Sikap Amerika Serikat
Amerika Serikat memiliki sikap yang berbeda dalam menyikapi Protokol Montreal dan Protokol Kyoto. Dalam Protokol Montreal, melalui perjalanan proses politik yang panjang, Amerika Serikat akhirnya menandatangani dan meratifikasi Protokol Montreal pada 21 April 1988. Sikap AS yang telah meratifikasi Protokol Montreal telah membawa keuntungan yang besar bagi penghematan anggaran 2,8 milyar dolar AS dalam penanganan kanker, katarak, dan imunitas tubuh.
Sikap yang berbeda telah diperlihatkan oleh AS terhadap Protokol Kyoto. Jika dalam Protokol Montreal, AS mau meratifikasi Protokol Montreal, dalam Protokol Kyoto, AS masih belum melakukan ratifikasi. Pada tanggal 12 November 1998, AS telah menandatangani Protokol Kyoto, tetapi pada tahun 2001, Amerika Serikat yang waktu itu di bawah pemerintahan George W. Bush mengundurkan diri (pull out) dari Protokol Kyoto.

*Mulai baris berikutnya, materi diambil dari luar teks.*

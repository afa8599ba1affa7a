use axum::{extract::Request, http::HeaderValue, middleware::Next, response::Response};
use tracing::Instrument;
use uuid::Uuid;

pub const X_REQUEST_ID: &str = "x-request-id";

const MAX_INBOUND_ID_LEN: usize = 128;

/// Tag every request with an id, echo it back and scope its log lines to it.
///
/// A well-formed inbound `x-request-id` (from a proxy, say) is reused.
pub async fn request_id_middleware(mut request: Request, next: Next) -> Response {
    let request_id = inbound_request_id(&request).unwrap_or_else(|| Uuid::new_v4().to_string());

    request
        .extensions_mut()
        .insert(RequestId(request_id.clone()));

    let span = tracing::info_span!(
        "request",
        request_id = %request_id,
        method = %request.method(),
        path = %request.uri().path(),
    );
    let mut response = next.run(request).instrument(span).await;

    if let Ok(header_value) = HeaderValue::from_str(&request_id) {
        response.headers_mut().insert(X_REQUEST_ID, header_value);
    }

    response
}

fn inbound_request_id(request: &Request) -> Option<String> {
    let value = request.headers().get(X_REQUEST_ID)?.to_str().ok()?.trim();
    let well_formed = !value.is_empty()
        && value.len() <= MAX_INBOUND_ID_LEN
        && value
            .chars()
            .all(|c| c.is_ascii_alphanumeric() || matches!(c, '-' | '_' | '.'));

    well_formed.then(|| value.to_string())
}

#[derive(Debug, Clone)]
pub struct RequestId(pub String);
use regex::Regex;
use std::borrow::Cow;
use std::sync::LazyLock;

static ENTITY: LazyLock<Regex> = LazyLock::new(|| {
    Regex::new(r"^&(?:amp|lt|gt|quot|apos|#[0-9]+|#[xX][0-9a-fA-F]+);").expect("entity pattern is valid")
});

static CONTROL_CHARS: LazyLock<Regex> = LazyLock::new(|| {
    Regex::new(r"[\x00-\x08\x0B\x0C\x0E-\x1F\x7F]").expect("control pattern is valid")
});

static COMMENT: LazyLock<Regex> =
    LazyLock::new(|| Regex::new(r"(?s)<!--.*?-->").expect("comment pattern is valid"));

static CDATA: LazyLock<Regex> =
    LazyLock::new(|| Regex::new(r"(?s)<!\[CDATA\[(.*?)\]\]>").expect("cdata pattern is valid"));

/// Repair near-valid feed XML before parsing.
///
/// Never fails. Text that is still broken afterwards is the parser's problem.
pub fn sanitize(raw: &str) -> String {
    let trimmed = raw.trim_start_matches('\u{feff}').trim_start();
    let escaped = escape_bare_ampersands(trimmed);
    let without_controls = CONTROL_CHARS.replace_all(&escaped, "");
    let without_comments = COMMENT.replace_all(&without_controls, "");
    let unwrapped = unwrap_cdata(&without_comments);
    strip_non_xml_chars(&unwrapped)
}

fn escape_bare_ampersands(text: &str) -> String {
    let mut out = String::with_capacity(text.len());
    let mut rest = text;
    while let Some(pos) = rest.find('&') {
        out.push_str(&rest[..pos]);
        let tail = &rest[pos..];
        if ENTITY.is_match(tail) {
            out.push('&');
        } else {
            out.push_str("&amp;");
        }
        rest = &tail[1..];
    }
    out.push_str(rest);
    out
}

/// CDATA bodies become escaped character data so the markup stays well-formed
fn unwrap_cdata(text: &str) -> Cow<'_, str> {
    CDATA.replace_all(text, |caps: &regex::Captures| {
        caps[1].replace('<', "&lt;").replace('>', "&gt;")
    })
}

fn is_xml_char(c: char) -> bool {
    matches!(c,
        '\u{9}' | '\u{A}' | '\u{D}'
        | '\u{20}'..='\u{D7FF}'
        | '\u{E000}'..='\u{FFFD}'
        | '\u{10000}'..='\u{10FFFF}')
}

fn strip_non_xml_chars(text: &str) -> String {
    text.chars().filter(|c| is_xml_char(*c)).collect()
}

Alasan-alasan yang dikemukakan oleh pemerintah Amerika Serikat pada saat itu ada tiga hal. Pertama, pelaksanaan Protokol Kyoto akan menghabiskan dana yang sangat besar yang mencapai 300 miliar dolar AS. Kedua, implementasi Protokol Kyoto akan menghancurkan sendi-sendi perekonomian AS khusunya di bidang transportasi yang menjadi primadona di Amerika Serikat. Ketiga adalah pelaksanaan Protokol Kyoto akan melemahkan kompetisi perusahaan-perusahaan di Amerika Serikat.
Peduli Lingkugan
Sikap Amerika Serikat yang tidak meratifikasi Protokol Kyoto sedikit banyak telah menyebabkan percepatan terjadinya pemanasan global dan perubahan iklim dunia saat ini. Hal ini terjadi karena AS merupakan penyumbang terbesar gas Karbondioksida (CO2) dunia.

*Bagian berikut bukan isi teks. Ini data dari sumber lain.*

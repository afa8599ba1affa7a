use super::error::{FeedError, NewsServiceError};
use super::fallback::fallback;
use super::model::{NewsItem, PaginatedResult};
use super::normalizer::normalize;
use super::pagination::paginate;
use super::recency::filter_recent;
use crate::domain::source::{Source, SourceRepository};
use crate::infrastructure::feed::{parse, sanitize};
use crate::infrastructure::repositories::FeedRepository;
use async_trait::async_trait;
use chrono::{DateTime, Utc};
use std::sync::Arc;
use std::time::{Duration, Instant};

/// Parameters of one news page request, already defaulted and clamped
#[derive(Debug, Clone, PartialEq)]
pub struct NewsQuery {
    pub category: Option<String>,
    pub page: u32,
    pub items_per_page: u32,
}

pub struct NewsService {
    source_repo: Arc<dyn SourceRepository>,
    feed_repo: Arc<dyn FeedRepository>,
    fetch_timeout: Duration,
    retention_days: i64,
}

impl NewsService {
    pub fn new(
        source_repo: Arc<dyn SourceRepository>,
        feed_repo: Arc<dyn FeedRepository>,
        fetch_timeout: Duration,
        retention_days: i64,
    ) -> Self {
        Self {
            source_repo,
            feed_repo,
            fetch_timeout,
            retention_days,
        }
    }
}

#[async_trait]
pub trait NewsServiceApi: Send + Sync {
    /// Aggregate the sources of the requested category and return one page.
    ///
    /// Falls back to the placeholder page when nothing usable came back.
    async fn get_news(&self, query: NewsQuery) -> Result<PaginatedResult, NewsServiceError>;

    /// Run every source pipeline concurrently and merge the results, newest first.
    ///
    /// A failing or panicking source contributes nothing; only a cancelled
    /// pipeline task (runtime shutting down) is an error.
    async fn aggregate(&self, sources: Vec<Source>) -> Result<Vec<NewsItem>, NewsServiceError>;
}

#[async_trait]
impl NewsServiceApi for NewsService {
    async fn get_news(&self, query: NewsQuery) -> Result<PaginatedResult, NewsServiceError> {
        let sources = self.source_repo.list_sources(query.category.as_deref());

        tracing::info!(
            category = ?query.category,
            sources = sources.len(),
            page = query.page,
            items_per_page = query.items_per_page,
            "Aggregating news"
        );

        let items = self.aggregate(sources).await?;

        if items.is_empty() {
            tracing::warn!(category = ?query.category, "No usable items aggregated, serving fallback");
            return Ok(fallback(Utc::now()));
        }

        Ok(paginate(items, query.page, query.items_per_page))
    }

    async fn aggregate(&self, sources: Vec<Source>) -> Result<Vec<NewsItem>, NewsServiceError> {
        let started = Instant::now();
        let now = Utc::now();

        let names: Vec<String> = sources.iter().map(|s| s.name.clone()).collect();

        let handles: Vec<_> = sources
            .into_iter()
            .map(|source| {
                let feed_repo = self.feed_repo.clone();
                let timeout = self.fetch_timeout;
                let retention_days = self.retention_days;

                tokio::spawn(async move {
                    let result =
                        run_source_pipeline(feed_repo.as_ref(), &source, timeout, retention_days, now)
                            .await;
                    (source, result)
                })
            })
            .collect();

        // Wait for every pipeline before deciding anything
        let outcomes = futures::future::join_all(handles).await;

        let mut items = Vec::new();

        for (name, outcome) in names.into_iter().zip(outcomes) {
            match outcome {
                Ok((source, Ok(source_items))) => {
                    tracing::debug!(
                        source = %source.name,
                        items = source_items.len(),
                        "Source pipeline completed"
                    );
                    items.extend(source_items);
                }
                Ok((source, Err(e))) => {
                    tracing::warn!(
                        source = %source.name,
                        url = %source.url,
                        kind = e.kind(),
                        error = %e,
                        "Source pipeline failed, skipping source"
                    );
                }
                Err(join_error) if join_error.is_panic() => {
                    // A panicking source still only costs its own items
                    tracing::error!(
                        source = %name,
                        error = %join_error,
                        "Source pipeline panicked, skipping source"
                    );
                }
                Err(join_error) => {
                    tracing::error!(source = %name, error = %join_error, "Source pipeline task was cancelled");
                    return Err(NewsServiceError::Internal(format!(
                        "source pipeline cancelled: {}",
                        join_error
                    )));
                }
            }
        }

        sort_newest_first(&mut items);

        tracing::info!(
            items = items.len(),
            elapsed_ms = started.elapsed().as_millis() as u64,
            "Aggregation finished"
        );

        Ok(items)
    }
}

/// fetch → sanitize → parse → normalize → filter for a single source
async fn run_source_pipeline(
    feed_repo: &dyn FeedRepository,
    source: &Source,
    timeout: Duration,
    retention_days: i64,
    now: DateTime<Utc>,
) -> Result<Vec<NewsItem>, FeedError> {
    let raw_xml = feed_repo.fetch(source, timeout).await?;
    let entries = parse(&sanitize(&raw_xml))?;

    let parsed = entries.len();
    let items: Vec<NewsItem> = entries
        .iter()
        .filter_map(|entry| normalize(entry, source, now))
        .collect();

    if items.len() < parsed {
        tracing::debug!(
            source = %source.name,
            rejected = parsed - items.len(),
            "Dropped entries missing title or link"
        );
    }

    Ok(filter_recent(items, retention_days, now))
}

/// Descending by timestamp; stable, so equal dates keep arrival order
pub fn sort_newest_first(items: &mut [NewsItem]) {
    items.sort_by(|a, b| b.pub_date.cmp(&a.pub_date));
}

Munculnya bencana alam baik topan, banjir, kebakaran hutan yang melanda negara-negara dunia seperti Inggris, China, India, Bangladesh, Indonesia, dan bahkan Amerika Serikat adalah dampak dari lemahnya masyarakat dunia dalam hal ketaatan (compliance) terhadap perjanjian internasional khususnya Protokol Kyoto.
Ketika kepedulian terhadap persoalan lingkungan telah memudar, maka bencana-bencana alam akan terus mengancam mahluk hidup yang ada di muka bumi. Kerugian-kerugian akibat bencana yang ditimbulkan oleh pemanasan global dan perubahan iklim tentunya akan memiliki dampak yang luar biasa baik finansial maupun psikis (traumatis).
Amerika Serikat sebagai negara yang menjadi korban bagi dampak pemanasan global dan perubahan iklim dunia saat ini adalah bukti konkret besarnya biaya (cost) yang harus ditanggung oleh pemerintah AS untuk pemulihan (recovery) dan terapi warga negaranya yang mengalami cacat mental akibat banjir, kebakaran hutan, dan topan yang berkali-kali melanda AS sejak tahun 1983.
Fakta rusaknya sendi-sendi perekonomian dan beban traumatis warga negara AS akibat pemanasan global dan perubahan iklim mestinya bisa menjadi pijakan bagi pemerintah Amerika Serikat untuk lebih peduli dengan lingkungan internasional. Sikap ini sangat dibutuhkan karena AS selain sebagai negara penghasil Karbondioksida terbesar dunia, AS juga sebagai negara yang diikuti oleh negara-negara lain di dunia karena posisinya sebagai negara adi daya dunia saat ini.
Berpijak dari refleksi 22 tahun Protokol Montreal, setidak-tidaknya Amerika Serikat di bawah pemerintahan Barack Obama bisa bersikap lebih arif dan bijaksana untuk lebih peduli dengan lingkungan. Spirit ratifikasi AS terhadap Protokol Montreal 1988 mestinya bisa memberikan efek limpahan (spill over) terhadap sikapnya untuk segera meratifikasi Protokol Kyoto. Walluhu alam bishawab.
[1] Dosen Prodi Ilmu Hubungan Internasional, UGM Yogyakarta. Sekaligus penulis buku ”Pemanasan Global dan Lubang Ozon: Bencana Masa Depan”.